§ Supplied material:
========

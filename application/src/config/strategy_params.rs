//! Strategy parameters: sampling counts and loop bounds.
//!
//! [`StrategyParams`] groups the static knobs that shape each strategy
//! pipeline. The router builds its strategies from one instance.

use serde::{Deserialize, Serialize};
use strata_domain::StrategyKind;

/// Strategy loop control parameters.
///
/// | Field | Strategy |
/// |-------|----------|
/// | `vote_samples` | self-consistency |
/// | `future_samples` | future-event voting |
/// | `verify_samples`, `verify_math` | math verification pass |
/// | `refine_iterations` | self-refinement |
/// | `code_review_iterations` | code refinement |
/// | `math_continuations` | math solving |
/// | `max_plan_steps` | plan generation |
#[derive(Debug, Clone, PartialEq, Serialize, Deserialize)]
pub struct StrategyParams {
    /// Candidates sampled by self-consistency voting.
    pub vote_samples: usize,
    /// Candidates sampled by future-event voting.
    pub future_samples: usize,
    /// Candidates sampled when verifying a math answer.
    pub verify_samples: usize,
    /// Temperature for voting samples.
    pub sample_temperature: f64,
    /// Critique/refine rounds for self-refinement.
    pub refine_iterations: usize,
    /// Review/patch rounds for code refinement.
    pub code_review_iterations: usize,
    /// Continuation calls when a math solution lacks a final answer.
    pub math_continuations: usize,
    /// Maximum actions requested from the planner.
    pub max_plan_steps: usize,
    /// Run a self-consistency verification pass after math solving.
    pub verify_math: bool,
}

impl Default for StrategyParams {
    fn default() -> Self {
        Self {
            vote_samples: 4,
            future_samples: 4,
            verify_samples: 3,
            sample_temperature: 0.8,
            refine_iterations: 2,
            code_review_iterations: 2,
            math_continuations: 2,
            max_plan_steps: 30,
            verify_math: true,
        }
    }
}

impl StrategyParams {
    // ==================== Builder Methods ====================

    pub fn with_vote_samples(mut self, samples: usize) -> Self {
        self.vote_samples = samples;
        self
    }

    pub fn with_future_samples(mut self, samples: usize) -> Self {
        self.future_samples = samples;
        self
    }

    pub fn with_verify_math(mut self, enabled: bool) -> Self {
        self.verify_math = enabled;
        self
    }

    pub fn with_refine_iterations(mut self, iterations: usize) -> Self {
        self.refine_iterations = iterations;
        self
    }

    pub fn with_max_plan_steps(mut self, steps: usize) -> Self {
        self.max_plan_steps = steps;
        self
    }

    // ==================== Budget Estimates ====================

    /// Upper bound on remote calls a strategy can issue, excluding classification
    pub fn worst_case_calls(&self, kind: StrategyKind) -> usize {
        match kind {
            StrategyKind::ChainOfThought | StrategyKind::PlanGeneration => 1,
            StrategyKind::SelfRefinement => 1 + 2 * self.refine_iterations,
            StrategyKind::CodeRefinement => 1 + 2 * self.code_review_iterations,
            StrategyKind::SelfConsistency => 2 * self.vote_samples,
            StrategyKind::FutureConsistency => self.future_samples,
            StrategyKind::ThinkActObserve => 4,
            StrategyKind::Math => {
                let solve = 1 + self.math_continuations + 2;
                let verify = if self.verify_math {
                    2 * self.verify_samples
                } else {
                    0
                };
                solve + verify
            }
        }
    }
}

#[cfg(test)]
mod tests {
    use super::*;

    #[test]
    fn test_default() {
        let params = StrategyParams::default();
        assert_eq!(params.vote_samples, 4);
        assert_eq!(params.future_samples, 4);
        assert_eq!(params.refine_iterations, 2);
        assert!(params.verify_math);
    }

    #[test]
    fn test_builder() {
        let params = StrategyParams::default()
            .with_vote_samples(5)
            .with_verify_math(false)
            .with_max_plan_steps(10);
        assert_eq!(params.vote_samples, 5);
        assert!(!params.verify_math);
        assert_eq!(params.max_plan_steps, 10);
    }

    #[test]
    fn test_default_strategies_fit_default_budget() {
        let params = StrategyParams::default();
        for kind in StrategyKind::ALL {
            // one call is reserved for classification
            assert!(
                1 + params.worst_case_calls(kind) <= strata_domain::DEFAULT_MAX_CALLS,
                "{} exceeds the default budget",
                kind
            );
        }
    }

    #[test]
    fn test_math_worst_case_includes_verification() {
        let params = StrategyParams::default();
        assert_eq!(params.worst_case_calls(StrategyKind::Math), 5 + 6);
        let params = params.with_verify_math(false);
        assert_eq!(params.worst_case_calls(StrategyKind::Math), 5);
    }
}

========

For this exercise, return every line from the data that holds the string "false".

§ Answer space:
            .with_verify_math(false)
        let params = params.with_verify_math(false);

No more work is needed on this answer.